_Records to process_.
((

use std::sync::Arc;

use async_graphql::{Context, Object, SimpleObject};
use atlas_shared::{
    flags,
    models::{EmpireSet, FlagRule, TradingPost},
    timeline, visibility,
};

use crate::assets::Assets;

// GraphQL output types

#[derive(SimpleObject)]
pub struct GqlTimeline {
    pub min_year: i32,
    pub max_year: i32,
    pub play_interval_ms: u32,
}

#[derive(SimpleObject, Clone)]
pub struct GqlTradingPost {
    pub name: String,
    pub alt_names: Option<String>,
    pub lon: f64,
    pub lat: f64,
    pub empire: String,
    pub start_year: i32,
    pub end_year: i32,
}

impl From<&TradingPost> for GqlTradingPost {
    fn from(p: &TradingPost) -> Self {
        GqlTradingPost {
            name: p.name.clone(),
            alt_names: p.alt_names.clone(),
            lon: p.lon,
            lat: p.lat,
            empire: p.empire.clone(),
            start_year: p.start_year,
            end_year: p.end_year,
        }
    }
}

#[derive(SimpleObject, Clone)]
pub struct GqlFlagRule {
    pub from: i32,
    pub to: i32,
    pub icon: String,
    pub icon_url: String,
}

impl GqlFlagRule {
    // Not `From`: the derived getter for the `from` field would shadow it.
    fn from_rule(r: &FlagRule) -> Self {
        GqlFlagRule {
            from: r.from,
            to: r.to,
            icon: r.icon.clone(),
            icon_url: flags::icon_url(&r.icon),
        }
    }
}

/// A visible post with the flag its empire flies that year.
#[derive(SimpleObject)]
pub struct GqlMarker {
    pub post: GqlTradingPost,
    pub icon: Option<String>,
    pub icon_url: Option<String>,
}

#[derive(SimpleObject)]
pub struct GqlWorld {
    pub width: f64,
    pub height: f64,
    pub land_paths: Vec<String>,
    pub graticule_path: String,
}

pub struct GqlEmpire {
    name: String,
    post_count: usize,
}

#[Object]
impl GqlEmpire {
    async fn name(&self) -> &str {
        &self.name
    }

    async fn post_count(&self) -> u32 {
        self.post_count as u32
    }

    async fn rules(&self, ctx: &Context<'_>) -> async_graphql::Result<Vec<GqlFlagRule>> {
        let assets = ctx.data::<Arc<Assets>>()?;
        Ok(assets
            .atlas
            .flags()
            .rules(&self.name)
            .iter()
            .map(GqlFlagRule::from_rule)
            .collect())
    }

    /// Icon shown next to the empire in the filter panel for `year`.
    async fn preview_icon(
        &self,
        ctx: &Context<'_>,
        year: i32,
    ) -> async_graphql::Result<Option<String>> {
        let assets = ctx.data::<Arc<Assets>>()?;
        Ok(assets.atlas.icon_for(&self.name, year).map(str::to_string))
    }
}

// Query root

pub struct QueryRoot;

#[Object]
impl QueryRoot {
    async fn timeline(&self) -> GqlTimeline {
        GqlTimeline {
            min_year: timeline::YEAR_MIN,
            max_year: timeline::YEAR_MAX,
            play_interval_ms: timeline::PLAY_INTERVAL_MS,
        }
    }

    /// Empires in order of first appearance in the post table.
    async fn empires(&self, ctx: &Context<'_>) -> async_graphql::Result<Vec<GqlEmpire>> {
        let assets = ctx.data::<Arc<Assets>>()?;
        Ok(assets
            .atlas
            .empires()
            .iter()
            .map(|name| GqlEmpire {
                name: name.clone(),
                post_count: assets
                    .atlas
                    .posts()
                    .iter()
                    .filter(|p| &p.empire == name)
                    .count(),
            })
            .collect())
    }

    async fn posts(
        &self,
        ctx: &Context<'_>,
        empire: Option<String>,
    ) -> async_graphql::Result<Vec<GqlTradingPost>> {
        let assets = ctx.data::<Arc<Assets>>()?;
        Ok(assets
            .atlas
            .posts()
            .iter()
            .filter(|p| match &empire {
                Some(e) => &p.empire == e,
                None => true,
            })
            .map(GqlTradingPost::from)
            .collect())
    }

    /// Posts active in `year` for the given empires (all when omitted).
    async fn visible_posts(
        &self,
        ctx: &Context<'_>,
        year: i32,
        empires: Option<Vec<String>>,
    ) -> async_graphql::Result<Vec<GqlMarker>> {
        let assets = ctx.data::<Arc<Assets>>()?;
        let active: EmpireSet = match empires {
            Some(list) => list.into_iter().collect(),
            None => assets.atlas.empires().iter().cloned().collect(),
        };
        Ok(
            visibility::visible_posts(assets.atlas.posts(), year, &active)
                .into_iter()
                .map(|post| {
                    let icon = assets.atlas.icon_for(&post.empire, year);
                    GqlMarker {
                        post: GqlTradingPost::from(post),
                        icon: icon.map(str::to_string),
                        icon_url: icon.map(flags::icon_url),
                    }
                })
                .collect(),
        )
    }

    /// Strict resolution: `null` when no rule covers `year`.
    async fn flag(
        &self,
        ctx: &Context<'_>,
        empire: String,
        year: i32,
    ) -> async_graphql::Result<Option<String>> {
        let assets = ctx.data::<Arc<Assets>>()?;
        Ok(assets
            .atlas
            .flags()
            .resolve(&empire, year)
            .map(str::to_string))
    }

    async fn flag_rules(
        &self,
        ctx: &Context<'_>,
        empire: String,
    ) -> async_graphql::Result<Vec<GqlFlagRule>> {
        let assets = ctx.data::<Arc<Assets>>()?;
        Ok(assets
            .atlas
            .flags()
            .rules(&empire)
            .iter()
            .map(GqlFlagRule::from_rule)
            .collect())
    }

    async fn world(&self, ctx: &Context<'_>) -> async_graphql::Result<GqlWorld> {
        let assets = ctx.data::<Arc<Assets>>()?;
        let world = &assets.world;
        Ok(GqlWorld {
            width: world.width,
            height: world.height,
            land_paths: world.land_paths.clone(),
            graticule_path: world.graticule_path.clone(),
        })
    }
}

pub type Schema = async_graphql::Schema<
    QueryRoot,
    async_graphql::EmptyMutation,
    async_graphql::EmptySubscription,
>;

pub fn build_schema(assets: Arc<Assets>) -> Schema {
    async_graphql::Schema::build(
        QueryRoot,
        async_graphql::EmptyMutation,
        async_graphql::EmptySubscription,
    )
    .data(assets)
    .finish()
}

))

_What you have to do_.
Copy out, from the data above, each line where the string "EmptyMutation" is present.

_Output of the exercise_.
    async_graphql::EmptyMutation,
        async_graphql::EmptyMutation,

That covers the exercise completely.